Please copy each line below that contains the word "applied".

======== RECORDS SUPPLIED

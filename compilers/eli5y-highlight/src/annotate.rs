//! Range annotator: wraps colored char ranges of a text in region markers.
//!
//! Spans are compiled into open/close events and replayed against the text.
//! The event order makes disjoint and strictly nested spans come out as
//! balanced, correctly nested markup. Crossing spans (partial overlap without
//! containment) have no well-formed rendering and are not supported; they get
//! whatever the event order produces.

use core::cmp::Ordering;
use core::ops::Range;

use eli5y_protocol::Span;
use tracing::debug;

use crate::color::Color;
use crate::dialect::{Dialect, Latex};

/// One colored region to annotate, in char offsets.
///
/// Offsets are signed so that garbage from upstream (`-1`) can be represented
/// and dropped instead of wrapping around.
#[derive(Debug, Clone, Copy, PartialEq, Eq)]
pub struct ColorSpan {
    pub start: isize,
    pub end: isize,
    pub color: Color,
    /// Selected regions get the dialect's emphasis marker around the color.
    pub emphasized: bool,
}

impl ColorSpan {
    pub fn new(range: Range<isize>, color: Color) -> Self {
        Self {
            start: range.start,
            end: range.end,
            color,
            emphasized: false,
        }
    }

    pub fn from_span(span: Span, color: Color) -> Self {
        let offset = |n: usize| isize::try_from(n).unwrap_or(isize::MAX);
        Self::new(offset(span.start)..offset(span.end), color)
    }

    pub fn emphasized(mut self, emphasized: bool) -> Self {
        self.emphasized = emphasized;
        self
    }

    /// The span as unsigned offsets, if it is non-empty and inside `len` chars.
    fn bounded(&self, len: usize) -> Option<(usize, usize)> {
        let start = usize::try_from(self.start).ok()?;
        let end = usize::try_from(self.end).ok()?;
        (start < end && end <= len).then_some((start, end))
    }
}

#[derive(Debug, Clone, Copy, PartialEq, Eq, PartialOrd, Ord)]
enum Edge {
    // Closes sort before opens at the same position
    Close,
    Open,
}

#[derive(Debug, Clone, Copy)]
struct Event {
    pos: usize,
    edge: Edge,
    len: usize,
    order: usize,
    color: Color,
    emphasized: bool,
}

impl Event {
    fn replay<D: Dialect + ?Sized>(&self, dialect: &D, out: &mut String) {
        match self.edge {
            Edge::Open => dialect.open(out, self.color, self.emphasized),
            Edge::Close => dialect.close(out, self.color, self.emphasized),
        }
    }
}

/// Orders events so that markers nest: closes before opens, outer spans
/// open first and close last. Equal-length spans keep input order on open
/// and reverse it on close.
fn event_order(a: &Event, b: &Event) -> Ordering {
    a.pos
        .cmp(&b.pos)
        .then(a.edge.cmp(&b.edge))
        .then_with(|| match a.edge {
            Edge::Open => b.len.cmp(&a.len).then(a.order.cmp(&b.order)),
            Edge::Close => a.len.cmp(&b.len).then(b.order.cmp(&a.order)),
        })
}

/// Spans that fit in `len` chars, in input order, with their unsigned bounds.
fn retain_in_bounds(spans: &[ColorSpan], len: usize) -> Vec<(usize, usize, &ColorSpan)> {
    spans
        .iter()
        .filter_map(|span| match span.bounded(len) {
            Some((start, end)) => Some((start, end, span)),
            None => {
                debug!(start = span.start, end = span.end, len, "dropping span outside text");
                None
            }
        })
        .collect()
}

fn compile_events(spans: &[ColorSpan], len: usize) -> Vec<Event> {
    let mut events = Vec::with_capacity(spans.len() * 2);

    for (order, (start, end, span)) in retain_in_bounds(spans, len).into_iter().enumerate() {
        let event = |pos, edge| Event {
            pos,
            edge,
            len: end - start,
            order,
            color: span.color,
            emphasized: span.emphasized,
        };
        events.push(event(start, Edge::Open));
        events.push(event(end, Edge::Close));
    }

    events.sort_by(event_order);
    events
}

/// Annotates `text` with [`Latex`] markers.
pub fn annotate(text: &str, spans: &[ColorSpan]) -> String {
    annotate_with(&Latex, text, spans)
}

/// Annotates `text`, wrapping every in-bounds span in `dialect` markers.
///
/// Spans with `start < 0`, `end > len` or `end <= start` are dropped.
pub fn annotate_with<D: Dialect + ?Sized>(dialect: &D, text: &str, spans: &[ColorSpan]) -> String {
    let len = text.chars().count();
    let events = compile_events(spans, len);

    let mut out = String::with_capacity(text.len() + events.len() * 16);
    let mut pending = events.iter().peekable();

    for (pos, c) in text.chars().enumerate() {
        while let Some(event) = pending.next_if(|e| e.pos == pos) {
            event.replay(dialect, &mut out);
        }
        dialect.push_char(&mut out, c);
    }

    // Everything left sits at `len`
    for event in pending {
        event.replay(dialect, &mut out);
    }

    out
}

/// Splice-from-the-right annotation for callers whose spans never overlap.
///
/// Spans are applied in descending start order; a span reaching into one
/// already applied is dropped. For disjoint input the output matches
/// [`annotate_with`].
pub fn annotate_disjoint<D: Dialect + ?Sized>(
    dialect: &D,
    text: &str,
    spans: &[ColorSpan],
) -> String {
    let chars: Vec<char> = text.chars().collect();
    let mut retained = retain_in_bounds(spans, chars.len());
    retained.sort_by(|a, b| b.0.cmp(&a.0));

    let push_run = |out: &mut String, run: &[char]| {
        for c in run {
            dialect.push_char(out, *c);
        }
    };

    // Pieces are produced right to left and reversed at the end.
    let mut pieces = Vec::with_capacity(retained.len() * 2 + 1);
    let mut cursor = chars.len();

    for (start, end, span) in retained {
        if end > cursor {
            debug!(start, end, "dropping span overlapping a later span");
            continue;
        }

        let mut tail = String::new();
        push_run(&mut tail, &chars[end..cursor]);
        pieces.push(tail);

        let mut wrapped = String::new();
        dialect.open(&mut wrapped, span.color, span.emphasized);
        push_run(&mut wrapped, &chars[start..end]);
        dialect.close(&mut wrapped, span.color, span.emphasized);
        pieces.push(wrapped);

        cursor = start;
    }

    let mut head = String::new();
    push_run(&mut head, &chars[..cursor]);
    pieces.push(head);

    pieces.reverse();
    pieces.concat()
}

================

> **ANSWER SPACE**
/// Spans are applied in descending start order; a span reaching into one
/// already applied is dropped. For disjoint input the output matches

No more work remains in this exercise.